• _WHAT THE EXERCISE ASKS_
Output the entries that follow, word for word.

[Collected data]
····················

//! # Window Configuration
//!
//! Settings consumed when the native window and its OpenGL context are
//! created. Every field has a default, so partial config files are fine.
//!
//! ```toml
//! width = 1280
//! height = 720
//! title = "Viewer"
//! cursor = "Normal"
//!
//! [context_version]
//! major = 4
//! minor = 1
//! ```

use serde::{Deserialize, Serialize};

pub use crate::config::{Config, ConfigError};

/// Default requested window width in screen coordinates
pub const DEFAULT_WIDTH: u32 = 800;
/// Default requested window height in screen coordinates
pub const DEFAULT_HEIGHT: u32 = 600;

/// How the cursor behaves while the window has focus
#[derive(Debug, Clone, Copy, PartialEq, Eq, Default, Serialize, Deserialize)]
pub enum CursorCapture {
    /// Visible, free to leave the window
    Normal,
    /// Invisible over the window but not locked
    Hidden,
    /// Hidden and locked to the window; unbounded virtual motion for camera control
    #[default]
    Disabled,
}

/// Requested OpenGL context version (always a core, forward-compatible profile)
#[derive(Debug, Clone, Copy, PartialEq, Eq, Serialize, Deserialize)]
pub struct ContextVersion {
    /// Major version
    pub major: u32,
    /// Minor version
    pub minor: u32,
}

impl ContextVersion {
    /// Create a context version
    pub const fn new(major: u32, minor: u32) -> Self {
        Self { major, minor }
    }

    /// Core profiles only exist from 3.2 onwards
    pub const fn supports_core_profile(self) -> bool {
        self.major > 3 || (self.major == 3 && self.minor >= 2)
    }
}

impl Default for ContextVersion {
    fn default() -> Self {
        Self::new(3, 3)
    }
}

/// # Window Configuration
///
/// Requested size, title and context settings for a [`crate::Window`].
#[derive(Debug, Clone, PartialEq, Serialize, Deserialize)]
#[serde(default)]
pub struct WindowConfig {
    /// Requested width in screen coordinates
    pub width: u32,
    /// Requested height in screen coordinates
    pub height: u32,
    /// Title bar text
    pub title: String,
    /// OpenGL context version
    pub context_version: ContextVersion,
    /// Cursor mode set during initialisation
    pub cursor: CursorCapture,
    /// Whether the user may resize the window
    pub resizable: bool,
    /// Wait for vertical sync on buffer swaps
    pub vsync: bool,
}

impl WindowConfig {
    /// Create a configuration with default settings and the given size
    pub fn new(width: u32, height: u32) -> Self {
        Self {
            width,
            height,
            ..Self::default()
        }
    }

    /// Set window title
    pub fn with_title(mut self, title: impl Into<String>) -> Self {
        self.title = title.into();
        self
    }

    /// Set OpenGL context version
    pub fn with_context_version(mut self, major: u32, minor: u32) -> Self {
        self.context_version = ContextVersion::new(major, minor);
        self
    }

    /// Set the cursor mode applied on initialisation
    pub fn with_cursor(mut self, cursor: CursorCapture) -> Self {
        self.cursor = cursor;
        self
    }

    /// Allow or forbid resizing
    pub fn with_resizable(mut self, resizable: bool) -> Self {
        self.resizable = resizable;
        self
    }

    /// Enable or disable vsync
    pub fn with_vsync(mut self, vsync: bool) -> Self {
        self.vsync = vsync;
        self
    }

    /// Validate the configuration
    pub fn validate(&self) -> Result<(), String> {
        if self.width == 0 || self.height == 0 {
            return Err(format!(
                "Window size must be non-zero, got {}x{}",
                self.width, self.height
            ));
        }

        if self.title.trim().is_empty() {
            return Err("Window title cannot be empty".to_string());
        }

        if !self.context_version.supports_core_profile() {
            return Err(format!(
                "OpenGL {}.{} has no core profile, need 3.2 or newer",
                self.context_version.major, self.context_version.minor
            ));
        }

        Ok(())
    }
}

impl Default for WindowConfig {
    fn default() -> Self {
        Self {
            width: DEFAULT_WIDTH,
            height: DEFAULT_HEIGHT,
            title: "Window".to_string(),
            context_version: ContextVersion::default(),
            cursor: CursorCapture::default(),
            resizable: true,
            vsync: true,
        }
    }
}

impl Config for WindowConfig {}

#[cfg(test)]
mod tests {
    use super::*;
    use crate::config::ConfigFormat;

    #[test]
    fn test_defaults_are_valid() {
        let config = WindowConfig::default();

        assert_eq!((config.width, config.height), (800, 600));
        assert_eq!(config.context_version, ContextVersion::new(3, 3));
        assert_eq!(config.cursor, CursorCapture::Disabled);
        assert!(config.validate().is_ok());
    }

    #[test]
    fn test_validate_rejects_bad_settings() {
        assert!(WindowConfig::new(0, 600).validate().is_err());
        assert!(WindowConfig::new(800, 0).validate().is_err());
        assert!(WindowConfig::default().with_title("   ").validate().is_err());
        assert!(WindowConfig::default().with_context_version(3, 1).validate().is_err());
        assert!(WindowConfig::default().with_context_version(4, 6).validate().is_ok());
    }

    #[test]
    fn test_partial_toml_uses_defaults() {
        let config = WindowConfig::from_str_with(
            "width = 1280\ntitle = \"Viewer\"\ncursor = \"Normal\"\n",
            ConfigFormat::Toml,
        )
        .unwrap();

        assert_eq!(config.width, 1280);
        assert_eq!(config.height, DEFAULT_HEIGHT);
        assert_eq!(config.title, "Viewer");
        assert_eq!(config.cursor, CursorCapture::Normal);
        assert!(config.vsync);
    }

    #[test]
    fn test_ron_parse() {
        let config = WindowConfig::from_str_with(
            "(width: 640, height: 480, context_version: (major: 4, minor: 1), resizable: false)",
            ConfigFormat::Ron,
        )
        .unwrap();

        assert_eq!((config.width, config.height), (640, 480));
        assert_eq!(config.context_version, ContextVersion::new(4, 1));
        assert!(!config.resizable);
    }

    #[test]
    fn test_save_and_load_file() {
        let dir = tempfile::tempdir().unwrap();
        let path = dir.path().join("window.toml");
        let config = WindowConfig::new(1024, 768)
            .with_title("Saved")
            .with_cursor(CursorCapture::Hidden);

        config.save_to_file(&path).unwrap();
        let loaded = WindowConfig::load_from_file(&path).unwrap();

        assert_eq!(loaded, config);
    }

    #[test]
    fn test_unknown_extension_is_rejected() {
        let dir = tempfile::tempdir().unwrap();
        let path = dir.path().join("window.json");

        assert!(matches!(
            WindowConfig::default().save_to_file(&path),
            Err(ConfigError::UnsupportedFormat(_))
        ));
        assert!(matches!(
            WindowConfig::load_from_file(&path),
            Err(ConfigError::UnsupportedFormat(_))
        ));
    }

    #[test]
    fn test_missing_file_falls_back_to_defaults() {
        let dir = tempfile::tempdir().unwrap();
        let config = WindowConfig::load_or_default(dir.path().join("absent.ron")).unwrap();

        assert_eq!(config, WindowConfig::default());
    }
}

····················

• _EXERCISE RESULT_
//! # Window Configuration
//!
//! Settings consumed when the native window and its OpenGL context are
//! created. Every field has a default, so partial config files are fine.
//!
//! ```toml
//! width = 1280
//! height = 720
//! title = "Viewer"
//! cursor = "Normal"
//!
//! [context_version]
//! major = 4
//! minor = 1
//! ```

use serde::{Deserialize, Serialize};

pub use crate::config::{Config, ConfigError};

/// Default requested window width in screen coordinates
pub const DEFAULT_WIDTH: u32 = 800;
/// Default requested window height in screen coordinates
pub const DEFAULT_HEIGHT: u32 = 600;

/// How the cursor behaves while the window has focus
#[derive(Debug, Clone, Copy, PartialEq, Eq, Default, Serialize, Deserialize)]
pub enum CursorCapture {
    /// Visible, free to leave the window
    Normal,
    /// Invisible over the window but not locked
    Hidden,
    /// Hidden and locked to the window; unbounded virtual motion for camera control
    #[default]
    Disabled,
}

/// Requested OpenGL context version (always a core, forward-compatible profile)
#[derive(Debug, Clone, Copy, PartialEq, Eq, Serialize, Deserialize)]
pub struct ContextVersion {
    /// Major version
    pub major: u32,
    /// Minor version
    pub minor: u32,
}

impl ContextVersion {
    /// Create a context version
    pub const fn new(major: u32, minor: u32) -> Self {
        Self { major, minor }
    }

    /// Core profiles only exist from 3.2 onwards
    pub const fn supports_core_profile(self) -> bool {
        self.major > 3 || (self.major == 3 && self.minor >= 2)
    }
}

impl Default for ContextVersion {
    fn default() -> Self {
        Self::new(3, 3)
    }
}

/// # Window Configuration
///
/// Requested size, title and context settings for a [`crate::Window`].
#[derive(Debug, Clone, PartialEq, Serialize, Deserialize)]
#[serde(default)]
pub struct WindowConfig {
    /// Requested width in screen coordinates
    pub width: u32,
    /// Requested height in screen coordinates
    pub height: u32,
    /// Title bar text
    pub title: String,
    /// OpenGL context version
    pub context_version: ContextVersion,
    /// Cursor mode set during initialisation
    pub cursor: CursorCapture,
    /// Whether the user may resize the window
    pub resizable: bool,
    /// Wait for vertical sync on buffer swaps
    pub vsync: bool,
}

impl WindowConfig {
    /// Create a configuration with default settings and the given size
    pub fn new(width: u32, height: u32) -> Self {
        Self {
            width,
            height,
            ..Self::default()
        }
    }

    /// Set window title
    pub fn with_title(mut self, title: impl Into<String>) -> Self {
        self.title = title.into();
        self
    }

    /// Set OpenGL context version
    pub fn with_context_version(mut self, major: u32, minor: u32) -> Self {
        self.context_version = ContextVersion::new(major, minor);
        self
    }

    /// Set the cursor mode applied on initialisation
    pub fn with_cursor(mut self, cursor: CursorCapture) -> Self {
        self.cursor = cursor;
        self
    }

    /// Allow or forbid resizing
    pub fn with_resizable(mut self, resizable: bool) -> Self {
        self.resizable = resizable;
        self
    }

    /// Enable or disable vsync
    pub fn with_vsync(mut self, vsync: bool) -> Self {
        self.vsync = vsync;
        self
    }

    /// Validate the configuration
    pub fn validate(&self) -> Result<(), String> {
        if self.width == 0 || self.height == 0 {
            return Err(format!(
                "Window size must be non-zero, got {}x{}",
                self.width, self.height
            ));
        }

        if self.title.trim().is_empty() {
            return Err("Window title cannot be empty".to_string());
        }

        if !self.context_version.supports_core_profile() {
            return Err(format!(
                "OpenGL {}.{} has no core profile, need 3.2 or newer",
                self.context_version.major, self.context_version.minor
            ));
        }

        Ok(())
    }
}

impl Default for WindowConfig {
    fn default() -> Self {
        Self {
            width: DEFAULT_WIDTH,
            height: DEFAULT_HEIGHT,
            title: "Window".to_string(),
            context_version: ContextVersion::default(),
            cursor: CursorCapture::default(),
            resizable: true,
            vsync: true,
        }
    }
}

impl Config for WindowConfig {}

#[cfg(test)]
mod tests {
    use super::*;
    use crate::config::ConfigFormat;

    #[test]
    fn test_defaults_are_valid() {
        let config = WindowConfig::default();

        assert_eq!((config.width, config.height), (800, 600));
        assert_eq!(config.context_version, ContextVersion::new(3, 3));
        assert_eq!(config.cursor, CursorCapture::Disabled);
        assert!(config.validate().is_ok());
    }

    #[test]
    fn test_validate_rejects_bad_settings() {
        assert!(WindowConfig::new(0, 600).validate().is_err());
        assert!(WindowConfig::new(800, 0).validate().is_err());
        assert!(WindowConfig::default().with_title("   ").validate().is_err());
        assert!(WindowConfig::default().with_context_version(3, 1).validate().is_err());
        assert!(WindowConfig::default().with_context_version(4, 6).validate().is_ok());
    }

    #[test]
    fn test_partial_toml_uses_defaults() {
        let config = WindowConfig::from_str_with(
            "width = 1280\ntitle = \"Viewer\"\ncursor = \"Normal\"\n",
            ConfigFormat::Toml,
        )
        .unwrap();

        assert_eq!(config.width, 1280);
        assert_eq!(config.height, DEFAULT_HEIGHT);
        assert_eq!(config.title, "Viewer");
        assert_eq!(config.cursor, CursorCapture::Normal);
        assert!(config.vsync);
    }

    #[test]
    fn test_ron_parse() {
        let config = WindowConfig::from_str_with(
            "(width: 640, height: 480, context_version: (major: 4, minor: 1), resizable: false)",
            ConfigFormat::Ron,
        )
        .unwrap();

        assert_eq!((config.width, config.height), (640, 480));
        assert_eq!(config.context_version, ContextVersion::new(4, 1));
        assert!(!config.resizable);
    }

    #[test]
    fn test_save_and_load_file() {
        let dir = tempfile::tempdir().unwrap();
        let path = dir.path().join("window.toml");
        let config = WindowConfig::new(1024, 768)
            .with_title("Saved")
            .with_cursor(CursorCapture::Hidden);

        config.save_to_file(&path).unwrap();
        let loaded = WindowConfig::load_from_file(&path).unwrap();

        assert_eq!(loaded, config);
    }

    #[test]
    fn test_unknown_extension_is_rejected() {
        let dir = tempfile::tempdir().unwrap();
        let path = dir.path().join("window.json");

        assert!(matches!(
            WindowConfig::default().save_to_file(&path),
            Err(ConfigError::UnsupportedFormat(_))
        ));
        assert!(matches!(
            WindowConfig::load_from_file(&path),
            Err(ConfigError::UnsupportedFormat(_))
        ));
    }

    #[test]
    fn test_missing_file_falls_back_to_defaults() {
        let dir = tempfile::tempdir().unwrap();
        let config = WindowConfig::load_or_default(dir.path().join("absent.ron")).unwrap();

        assert_eq!(config, WindowConfig::default());
    }
}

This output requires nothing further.